Good news! I think ebpf is the plugin causing the memory issues.
I went through the docs and disabled each of these plugins one at a time:
[plugins]
#proc = no
#diskspace = no
#cgroups = no
#tc = no
#idlejitter = no
#fping = no
#ioping = no
#node.d = no
#python.d = no
#go.d = no
#apps = no
#perf = no
#charts.d = no
ebpf = no
Each time the memory would jump back up, but I noticed that the memory usage was flapping between too high and normal, shown below. I saw in htop that it was the ebpf plugin that was starting and stopping at the same time the memory usage was jumping. After disabling that, it has stayed at a normal level.
3 Likes
ilyam8
April 9, 2021, 7:53am
23
Yeah, ebpf
was my suspect after checking your snapshot, i noticed that from time to time its cpu usage spikes to 95% (Applications). At the same time i saw a lot of do_fork calls (other dimensions) on the process (eBPF) chart.
ilyam8
April 9, 2021, 12:09pm
24
We did some tests and discovered several problems with ebpf.plugin
.
It contributes a lot to the kernel memory usage, indeed. That is why we see nothing in the ps
output, it is not memory used by the processes.

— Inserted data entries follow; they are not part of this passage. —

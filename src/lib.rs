pub mod backend;
pub mod canonical;
pub mod config;
pub mod credentials;
pub mod dispatch;
pub mod error;
pub mod http;
pub mod pipeline;
pub mod session;
pub mod telemetry;
pub mod translate;
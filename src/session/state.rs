//! Immutable `SessionState` and friends.
//!
//! `SessionState` is never mutated in place; a command mutation produces
//! a new value which replaces the old one under the session's lock. No
//! shared mutable graphs, per the design notes on avoiding cyclic
//! structures.

use std::collections::HashMap;

use serde::{Deserialize, Serialize};

use crate::config::{RoutePolicy, ToolLoopMode};

#[derive(Debug, Clone, Serialize, Deserialize)]
pub struct FailoverRoute {
    pub name: String,
    pub policy: RoutePolicy,
    pub elements: Vec<(String, String)>,
}

#[derive(Debug, Clone, Serialize, Deserialize)]
pub struct OneoffRoute {
    pub backend: String,
    pub model: String,
}

#[derive(Debug, Clone, Serialize, Deserialize, Default)]
pub struct ReasoningConfig {
    pub effort: Option<crate::canonical::ReasoningEffort>,
    pub thinking_budget: Option<i64>,
    pub temperature: Option<f32>,
    pub top_p: Option<f32>,
    pub prompt_prefix: Option<String>,
    pub prompt_suffix: Option<String>,
}

#[derive(Debug, Clone, Serialize, Deserialize)]
pub struct LoopDetectionState {
    pub enabled: bool,
    pub min_pattern_len: usize,
    pub max_pattern_len: usize,
    pub min_repetitions: usize,
}

#[derive(Debug, Clone, Serialize, Deserialize)]
pub struct ToolLoopDetectionState {
    pub enabled: bool,
    pub max_repeats: usize,
    pub ttl_seconds: u64,
    pub mode: ToolLoopMode,
    pub similarity_threshold: f64,
}

/// Immutable per-session state. Mutation (via a command) produces a new
/// value; the old one is discarded.
#[derive(Debug, Clone, Serialize, Deserialize)]
pub struct SessionState {
    pub backend_override: Option<String>,
    pub model_override: Option<String>,
    pub project: Option<String>,
    pub interactive_mode: bool,
    pub command_prefix: String,
    pub failover_routes: HashMap<String, FailoverRoute>,
    pub reasoning: ReasoningConfig,
    pub loop_detection: LoopDetectionState,
    pub tool_loop_detection: ToolLoopDetectionState,
    pub oneoff_route: Option<OneoffRoute>,
}

impl SessionState {
    pub fn new(default_prefix: impl Into<String>) -> Self {
        Self {
            backend_override: None,
            model_override: None,
            project: None,
            interactive_mode: false,
            command_prefix: default_prefix.into(),
            failover_routes: HashMap::new(),
            reasoning: ReasoningConfig::default(),
            loop_detection: LoopDetectionState {
                enabled: true,
                min_pattern_len: 3,
                max_pattern_len: 64,
                min_repetitions: 3,
            },
            tool_loop_detection: ToolLoopDetectionState {
                enabled: true,
                max_repeats: 3,
                ttl_seconds: 60,
                mode: ToolLoopMode::ChanceThenBlock,
                similarity_threshold: 0.92,
            },
            oneoff_route: None,
        }
    }

    /// Consume the one-off route, if any, clearing it in the returned
    /// state (the caller is responsible for committing the returned
    /// state back to the store).
    pub fn take_oneoff_route(&self) -> (Option<OneoffRoute>, SessionState) {
        let mut next = self.clone();
        let taken = next.oneoff_route.take();
        (taken, next)
    }
}
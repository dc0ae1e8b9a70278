//! Liveness/readiness routes. No auth: these are probed by
//! infrastructure, not by LLM clients.

use axum::extract::State;
use axum::http::StatusCode;
use axum::response::{IntoResponse, Response};
use axum::Json;

use super::state::AppState;

pub async fn health(State(state): State<AppState>) -> Response {
    let errors = state.credentials().get_errors().await;
    Json(serde_json::json!({"status": "ok", "credential_errors": errors})).into_response()
}

pub async fn ready(State(state): State<AppState>) -> Response {
    let functional = state.credentials().functional_backend_count().await;
    if functional > 0 {
        Json(serde_json::json!({"status": "ready", "functional_backends": functional})).into_response()
    } else {
        (StatusCode::SERVICE_UNAVAILABLE, Json(serde_json::json!({"status": "not_ready"}))).into_response()
    }
}
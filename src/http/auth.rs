//! Client authentication: accepts `Authorization: Bearer <key>`,
//! `x-api-key: <key>`, or `x-goog-api-key: <key>` (one dialect each),
//! checked against the configured `client_api_keys` allowlist.
//!
//! No teacher analogue (the teacher never sat behind an HTTP edge); the
//! header-juggling shape is the ordinary one every gateway in the pack
//! uses.

use axum::http::HeaderMap;

use crate::config::AppConfig;
use crate::error::ProxyError;

/// Extracts the client-presented API key, if any, from whichever header
/// the caller's dialect uses. Returns `Ok(None)` when auth is disabled
/// (dev mode); otherwise validates the key against the allowlist.
pub fn authenticate(headers: &HeaderMap, config: &AppConfig) -> Result<Option<String>, ProxyError> {
    if !config.auth_enabled {
        return Ok(extract_presented_key(headers));
    }

    let presented = extract_presented_key(headers).ok_or_else(|| ProxyError::Auth {
        backend: "client".to_string(),
        key_name: "missing".to_string(),
    })?;

    if config.client_api_keys.iter().any(|k| k == &presented) {
        Ok(Some(presented))
    } else {
        Err(ProxyError::Auth {
            backend: "client".to_string(),
            key_name: "invalid".to_string(),
        })
    }
}

fn extract_presented_key(headers: &HeaderMap) -> Option<String> {
    if let Some(value) = headers.get(axum::http::header::AUTHORIZATION) {
        if let Ok(s) = value.to_str() {
            if let Some(token) = s.strip_prefix("Bearer ") {
                return Some(token.trim().to_string());
            }
        }
    }
    if let Some(value) = headers.get("x-api-key") {
        if let Ok(s) = value.to_str() {
            return Some(s.trim().to_string());
        }
    }
    if let Some(value) = headers.get("x-goog-api-key") {
        if let Ok(s) = value.to_str() {
            return Some(s.trim().to_string());
        }
    }
    None
}

/// Reads `x-session-id`, generating a fresh id when the client didn't
/// send one. Sessions are keyed by this id regardless of which dialect
/// is in use, per the session & command engine contract.
pub fn session_id(headers: &HeaderMap) -> String {
    headers
        .get("x-session-id")
        .and_then(|v| v.to_str().ok())
        .filter(|s| !s.is_empty())
        .map(|s| s.to_string())
        .unwrap_or_else(|| uuid::Uuid::new_v4().to_string())
}

#[cfg(test)]
mod tests {
    use super::*;
    use axum::http::HeaderValue;

    fn config_with_keys(keys: &[&str]) -> AppConfig {
        let mut cfg = AppConfig::default();
        cfg.auth_enabled = true;
        cfg.client_api_keys = keys.iter().map(|s| s.to_string()).collect();
        cfg
    }

    #[test]
    fn bearer_token_is_accepted_when_allowlisted() {
        let mut headers = HeaderMap::new();
        headers.insert(axum::http::header::AUTHORIZATION, HeaderValue::from_static("Bearer secret"));
        let cfg = config_with_keys(&["secret"]);
        assert_eq!(authenticate(&headers, &cfg).unwrap(), Some("secret".to_string()));
    }

    #[test]
    fn unknown_key_is_rejected() {
        let mut headers = HeaderMap::new();
        headers.insert("x-api-key", HeaderValue::from_static("nope"));
        let cfg = config_with_keys(&["secret"]);
        assert!(authenticate(&headers, &cfg).is_err());
    }

    #[test]
    fn missing_header_is_rejected_when_auth_enabled() {
        let headers = HeaderMap::new();
        let cfg = config_with_keys(&["secret"]);
        assert!(authenticate(&headers, &cfg).is_err());
    }

    #[test]
    fn auth_disabled_skips_the_allowlist_check() {
        let headers = HeaderMap::new();
        let mut cfg = AppConfig::default();
        cfg.auth_enabled = false;
        assert!(authenticate(&headers, &cfg).is_ok());
    }

    #[test]
    fn session_id_is_generated_when_absent() {
        let headers = HeaderMap::new();
        assert!(!session_id(&headers).is_empty());
    }

    #[test]
    fn session_id_is_echoed_when_present() {
        let mut headers = HeaderMap::new();
        headers.insert("x-session-id", HeaderValue::from_static("abc-123"));
        assert_eq!(session_id(&headers), "abc-123");
    }
}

The issue in the netdata repo: high kernel memory usage when using ebpf plugin · Issue #10949 · netdata/netdata · GitHub
@haydenseitz ebpf.plugin
crashes on your server, those are the periods when memory usage drops.
Do you have cachestat
collector enabled in the ebpf.d.conf
?
We could make ebpf.plugin
crashing under the following conditions:
cachestat
collector enabled (ebpf.d.conf
)
spawn processes every seconds (while true; do sleep 1; for i in $(seq 1 200); do sleep 1 & done; done
)
1 Like
Thanks a lot @haydenseitz for your effort in identifying this. Without your analysis, it would take considerably more time for us to root-cause this.
Very nice job!
2 Likes
I’ve not changed any settings related to ebpf
(aside from disabling on most systems), so I would assume cachestat
was at it’s default state
ilyam8
April 15, 2021, 6:55pm
27
we added Percpu
dimension to the mem.kernel
chart (Memory->kernel->Memory Used by Kernel). ebpf.plugin
needs this memory to create hashtables [PR ]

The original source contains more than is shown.